(GOAL OF THE EXERCISE)
Determine the number of lines in the data below that contain the string "configuration", and respond with that number alone.

(Stored items)
.....
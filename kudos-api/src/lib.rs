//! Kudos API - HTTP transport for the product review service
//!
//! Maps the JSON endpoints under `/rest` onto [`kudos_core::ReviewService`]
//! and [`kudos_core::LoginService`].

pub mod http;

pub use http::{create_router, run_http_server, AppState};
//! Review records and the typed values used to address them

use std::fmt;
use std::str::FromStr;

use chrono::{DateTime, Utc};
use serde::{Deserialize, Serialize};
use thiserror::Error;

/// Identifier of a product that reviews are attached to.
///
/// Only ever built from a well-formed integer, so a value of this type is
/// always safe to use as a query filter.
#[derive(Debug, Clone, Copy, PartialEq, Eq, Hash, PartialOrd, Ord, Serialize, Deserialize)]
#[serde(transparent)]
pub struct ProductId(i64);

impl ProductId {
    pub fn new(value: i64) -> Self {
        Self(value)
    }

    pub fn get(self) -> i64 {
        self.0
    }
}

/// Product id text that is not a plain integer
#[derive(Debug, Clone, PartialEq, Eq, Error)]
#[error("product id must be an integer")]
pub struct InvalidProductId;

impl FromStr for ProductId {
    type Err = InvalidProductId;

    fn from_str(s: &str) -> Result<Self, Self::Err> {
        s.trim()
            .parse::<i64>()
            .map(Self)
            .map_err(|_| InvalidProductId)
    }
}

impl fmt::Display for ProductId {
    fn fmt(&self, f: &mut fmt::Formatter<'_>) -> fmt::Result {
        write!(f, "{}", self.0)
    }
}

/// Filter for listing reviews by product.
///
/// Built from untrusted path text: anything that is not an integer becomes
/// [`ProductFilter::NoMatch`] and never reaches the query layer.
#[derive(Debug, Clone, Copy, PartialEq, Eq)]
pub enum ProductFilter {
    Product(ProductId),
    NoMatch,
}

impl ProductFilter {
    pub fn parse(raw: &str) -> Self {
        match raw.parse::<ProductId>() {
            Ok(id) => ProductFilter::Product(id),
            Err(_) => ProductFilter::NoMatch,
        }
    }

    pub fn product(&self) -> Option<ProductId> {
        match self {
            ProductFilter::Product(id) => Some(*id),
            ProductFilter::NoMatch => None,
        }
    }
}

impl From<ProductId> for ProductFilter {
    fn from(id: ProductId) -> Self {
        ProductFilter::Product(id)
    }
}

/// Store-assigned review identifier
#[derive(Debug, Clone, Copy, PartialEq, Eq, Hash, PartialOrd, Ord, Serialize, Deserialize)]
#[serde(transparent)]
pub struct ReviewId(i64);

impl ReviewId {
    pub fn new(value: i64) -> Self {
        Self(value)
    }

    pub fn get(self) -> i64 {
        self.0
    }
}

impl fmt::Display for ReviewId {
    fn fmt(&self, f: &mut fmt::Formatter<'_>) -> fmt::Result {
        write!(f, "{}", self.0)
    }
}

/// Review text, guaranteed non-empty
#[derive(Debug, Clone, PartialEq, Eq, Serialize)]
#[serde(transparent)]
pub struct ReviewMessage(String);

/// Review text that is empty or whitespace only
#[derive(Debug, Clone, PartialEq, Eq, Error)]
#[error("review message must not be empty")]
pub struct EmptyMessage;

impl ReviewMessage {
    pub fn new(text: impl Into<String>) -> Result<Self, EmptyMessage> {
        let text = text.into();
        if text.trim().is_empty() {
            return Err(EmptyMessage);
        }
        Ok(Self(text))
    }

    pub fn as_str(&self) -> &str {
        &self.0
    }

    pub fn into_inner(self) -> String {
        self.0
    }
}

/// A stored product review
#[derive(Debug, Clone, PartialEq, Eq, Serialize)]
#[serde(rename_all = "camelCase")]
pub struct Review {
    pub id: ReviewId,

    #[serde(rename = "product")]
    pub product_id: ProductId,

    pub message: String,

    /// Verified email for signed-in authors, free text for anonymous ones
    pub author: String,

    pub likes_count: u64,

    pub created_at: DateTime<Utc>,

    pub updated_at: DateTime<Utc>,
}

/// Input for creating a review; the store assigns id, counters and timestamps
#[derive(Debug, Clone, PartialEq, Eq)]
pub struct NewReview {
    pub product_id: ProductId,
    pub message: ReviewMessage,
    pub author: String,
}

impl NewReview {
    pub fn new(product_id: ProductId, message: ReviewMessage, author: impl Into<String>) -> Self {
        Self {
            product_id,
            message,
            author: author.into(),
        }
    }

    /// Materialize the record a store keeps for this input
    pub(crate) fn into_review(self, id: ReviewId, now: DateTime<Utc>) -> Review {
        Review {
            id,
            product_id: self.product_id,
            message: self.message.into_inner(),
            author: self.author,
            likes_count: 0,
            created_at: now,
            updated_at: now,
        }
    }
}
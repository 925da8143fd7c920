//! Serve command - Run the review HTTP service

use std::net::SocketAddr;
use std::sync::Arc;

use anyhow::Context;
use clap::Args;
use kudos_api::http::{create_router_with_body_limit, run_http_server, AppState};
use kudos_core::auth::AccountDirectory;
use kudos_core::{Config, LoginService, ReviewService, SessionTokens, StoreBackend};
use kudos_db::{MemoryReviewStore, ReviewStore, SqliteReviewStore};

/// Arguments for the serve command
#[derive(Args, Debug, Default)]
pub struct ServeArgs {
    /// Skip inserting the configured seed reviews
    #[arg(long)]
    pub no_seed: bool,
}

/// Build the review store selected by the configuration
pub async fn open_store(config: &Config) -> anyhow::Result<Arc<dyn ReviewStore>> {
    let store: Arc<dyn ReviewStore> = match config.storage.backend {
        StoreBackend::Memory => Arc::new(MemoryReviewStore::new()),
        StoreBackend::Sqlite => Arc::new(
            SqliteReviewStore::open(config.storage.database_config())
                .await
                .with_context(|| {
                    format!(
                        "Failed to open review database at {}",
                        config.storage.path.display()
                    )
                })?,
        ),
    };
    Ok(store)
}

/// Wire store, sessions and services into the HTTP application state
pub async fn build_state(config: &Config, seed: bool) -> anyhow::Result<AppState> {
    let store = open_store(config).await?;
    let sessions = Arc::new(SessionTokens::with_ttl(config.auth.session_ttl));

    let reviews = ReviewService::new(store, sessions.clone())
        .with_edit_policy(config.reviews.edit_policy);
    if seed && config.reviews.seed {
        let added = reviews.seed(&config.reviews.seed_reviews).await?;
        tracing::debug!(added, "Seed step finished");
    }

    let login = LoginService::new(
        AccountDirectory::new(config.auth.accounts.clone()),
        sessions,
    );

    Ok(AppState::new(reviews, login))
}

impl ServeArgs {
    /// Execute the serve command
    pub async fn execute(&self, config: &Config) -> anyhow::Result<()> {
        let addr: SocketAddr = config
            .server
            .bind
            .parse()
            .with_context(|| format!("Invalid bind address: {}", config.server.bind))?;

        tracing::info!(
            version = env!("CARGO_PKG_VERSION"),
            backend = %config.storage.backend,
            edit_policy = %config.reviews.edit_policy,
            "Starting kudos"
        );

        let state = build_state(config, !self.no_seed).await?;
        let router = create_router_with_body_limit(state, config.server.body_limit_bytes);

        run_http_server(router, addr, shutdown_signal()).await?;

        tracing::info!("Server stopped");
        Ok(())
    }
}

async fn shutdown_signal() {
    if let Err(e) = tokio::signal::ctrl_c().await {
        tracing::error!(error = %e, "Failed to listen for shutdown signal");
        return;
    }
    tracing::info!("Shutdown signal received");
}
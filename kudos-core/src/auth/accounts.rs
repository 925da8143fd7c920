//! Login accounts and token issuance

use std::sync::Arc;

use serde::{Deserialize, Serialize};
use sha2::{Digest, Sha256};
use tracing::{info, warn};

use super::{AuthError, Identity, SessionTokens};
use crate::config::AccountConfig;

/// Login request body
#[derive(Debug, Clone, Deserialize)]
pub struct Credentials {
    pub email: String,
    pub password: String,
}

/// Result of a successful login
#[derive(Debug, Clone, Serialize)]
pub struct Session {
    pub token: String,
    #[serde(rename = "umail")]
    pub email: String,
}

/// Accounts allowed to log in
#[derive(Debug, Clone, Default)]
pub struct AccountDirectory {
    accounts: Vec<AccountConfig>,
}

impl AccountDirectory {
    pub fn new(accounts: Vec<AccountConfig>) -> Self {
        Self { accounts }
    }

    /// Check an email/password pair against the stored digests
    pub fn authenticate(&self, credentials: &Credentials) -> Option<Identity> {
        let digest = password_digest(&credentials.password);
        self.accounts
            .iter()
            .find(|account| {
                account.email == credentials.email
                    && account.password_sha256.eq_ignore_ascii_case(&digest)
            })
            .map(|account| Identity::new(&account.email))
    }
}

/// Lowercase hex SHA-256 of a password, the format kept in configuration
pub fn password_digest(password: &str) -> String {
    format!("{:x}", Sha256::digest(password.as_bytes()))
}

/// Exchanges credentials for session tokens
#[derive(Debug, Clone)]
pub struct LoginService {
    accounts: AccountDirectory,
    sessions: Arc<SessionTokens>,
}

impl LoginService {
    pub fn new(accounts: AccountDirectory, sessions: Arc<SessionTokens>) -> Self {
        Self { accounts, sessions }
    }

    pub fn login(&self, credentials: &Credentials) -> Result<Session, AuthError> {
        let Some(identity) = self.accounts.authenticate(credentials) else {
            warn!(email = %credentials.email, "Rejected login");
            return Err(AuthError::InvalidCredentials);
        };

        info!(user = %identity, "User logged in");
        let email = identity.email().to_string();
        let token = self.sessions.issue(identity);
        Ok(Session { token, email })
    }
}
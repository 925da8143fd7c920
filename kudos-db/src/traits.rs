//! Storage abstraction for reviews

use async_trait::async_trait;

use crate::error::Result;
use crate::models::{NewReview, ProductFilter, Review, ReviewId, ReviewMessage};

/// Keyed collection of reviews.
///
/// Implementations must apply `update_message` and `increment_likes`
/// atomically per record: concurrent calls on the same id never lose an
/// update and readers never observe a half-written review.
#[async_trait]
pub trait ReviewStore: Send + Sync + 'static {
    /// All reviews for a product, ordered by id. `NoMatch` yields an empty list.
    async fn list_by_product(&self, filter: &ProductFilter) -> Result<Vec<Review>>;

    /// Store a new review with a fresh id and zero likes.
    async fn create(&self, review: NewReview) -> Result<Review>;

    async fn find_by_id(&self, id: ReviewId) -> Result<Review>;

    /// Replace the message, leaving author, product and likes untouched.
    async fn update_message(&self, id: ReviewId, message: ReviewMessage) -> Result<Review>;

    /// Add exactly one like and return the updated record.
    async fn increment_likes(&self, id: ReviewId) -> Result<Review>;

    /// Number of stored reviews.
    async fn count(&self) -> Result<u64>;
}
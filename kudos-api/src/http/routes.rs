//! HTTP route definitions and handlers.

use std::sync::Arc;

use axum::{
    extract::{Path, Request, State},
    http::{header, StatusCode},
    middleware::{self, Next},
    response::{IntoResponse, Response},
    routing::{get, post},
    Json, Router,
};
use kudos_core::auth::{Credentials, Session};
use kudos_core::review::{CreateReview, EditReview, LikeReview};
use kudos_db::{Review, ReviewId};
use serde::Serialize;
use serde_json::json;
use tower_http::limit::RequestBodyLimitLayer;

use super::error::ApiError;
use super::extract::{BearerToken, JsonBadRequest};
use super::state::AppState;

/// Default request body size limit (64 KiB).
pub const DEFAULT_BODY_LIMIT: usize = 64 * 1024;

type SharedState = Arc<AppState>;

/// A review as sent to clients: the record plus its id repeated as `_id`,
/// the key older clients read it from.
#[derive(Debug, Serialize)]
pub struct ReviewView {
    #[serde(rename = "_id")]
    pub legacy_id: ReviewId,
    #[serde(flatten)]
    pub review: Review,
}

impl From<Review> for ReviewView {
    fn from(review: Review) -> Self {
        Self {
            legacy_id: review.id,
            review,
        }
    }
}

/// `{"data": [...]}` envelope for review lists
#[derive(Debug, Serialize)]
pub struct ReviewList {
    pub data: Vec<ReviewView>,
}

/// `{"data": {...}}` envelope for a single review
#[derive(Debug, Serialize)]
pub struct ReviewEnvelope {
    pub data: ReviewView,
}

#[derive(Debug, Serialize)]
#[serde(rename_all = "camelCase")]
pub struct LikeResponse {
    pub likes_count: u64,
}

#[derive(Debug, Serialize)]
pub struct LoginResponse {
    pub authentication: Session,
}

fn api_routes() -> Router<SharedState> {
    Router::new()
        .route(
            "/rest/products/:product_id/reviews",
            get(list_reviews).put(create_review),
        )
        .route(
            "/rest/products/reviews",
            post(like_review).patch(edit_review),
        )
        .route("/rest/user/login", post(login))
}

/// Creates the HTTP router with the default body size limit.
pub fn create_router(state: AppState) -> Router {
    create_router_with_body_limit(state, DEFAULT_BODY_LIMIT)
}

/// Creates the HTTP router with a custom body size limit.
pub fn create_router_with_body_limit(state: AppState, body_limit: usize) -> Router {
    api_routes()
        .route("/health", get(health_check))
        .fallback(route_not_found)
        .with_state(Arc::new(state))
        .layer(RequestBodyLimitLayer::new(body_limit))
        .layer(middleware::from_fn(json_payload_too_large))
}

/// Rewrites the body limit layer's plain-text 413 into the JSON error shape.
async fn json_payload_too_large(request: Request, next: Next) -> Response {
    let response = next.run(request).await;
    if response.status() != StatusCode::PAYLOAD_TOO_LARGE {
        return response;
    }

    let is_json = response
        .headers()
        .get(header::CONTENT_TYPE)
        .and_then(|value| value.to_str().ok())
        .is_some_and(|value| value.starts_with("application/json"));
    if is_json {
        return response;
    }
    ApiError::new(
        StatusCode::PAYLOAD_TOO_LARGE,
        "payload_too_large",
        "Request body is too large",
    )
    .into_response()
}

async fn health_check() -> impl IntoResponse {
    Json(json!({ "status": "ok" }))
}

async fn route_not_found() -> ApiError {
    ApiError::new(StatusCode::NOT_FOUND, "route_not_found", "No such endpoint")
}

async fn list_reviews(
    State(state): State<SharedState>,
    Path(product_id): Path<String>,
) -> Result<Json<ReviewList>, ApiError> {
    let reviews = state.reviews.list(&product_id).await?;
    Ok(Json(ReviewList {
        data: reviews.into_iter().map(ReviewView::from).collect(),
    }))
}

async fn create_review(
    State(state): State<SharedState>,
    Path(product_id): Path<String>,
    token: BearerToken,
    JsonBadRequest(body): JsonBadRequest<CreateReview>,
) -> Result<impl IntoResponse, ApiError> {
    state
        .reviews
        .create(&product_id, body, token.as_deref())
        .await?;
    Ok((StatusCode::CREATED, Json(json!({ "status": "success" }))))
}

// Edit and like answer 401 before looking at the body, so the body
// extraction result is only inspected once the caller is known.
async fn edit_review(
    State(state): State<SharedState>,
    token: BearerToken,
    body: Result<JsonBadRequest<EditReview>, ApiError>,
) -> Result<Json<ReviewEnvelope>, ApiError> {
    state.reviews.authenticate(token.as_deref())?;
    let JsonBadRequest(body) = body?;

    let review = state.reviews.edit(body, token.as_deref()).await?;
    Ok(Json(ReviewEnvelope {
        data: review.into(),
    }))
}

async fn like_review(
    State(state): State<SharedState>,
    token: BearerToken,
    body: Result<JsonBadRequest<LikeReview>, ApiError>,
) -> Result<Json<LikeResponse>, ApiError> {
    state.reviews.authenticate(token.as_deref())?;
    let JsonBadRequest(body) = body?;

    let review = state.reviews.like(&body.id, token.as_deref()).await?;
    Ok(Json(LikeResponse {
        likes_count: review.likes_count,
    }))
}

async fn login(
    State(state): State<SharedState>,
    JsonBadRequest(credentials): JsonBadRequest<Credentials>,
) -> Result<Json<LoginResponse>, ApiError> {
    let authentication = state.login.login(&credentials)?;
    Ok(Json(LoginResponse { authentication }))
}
.....
(YOUR RESPONSE)
2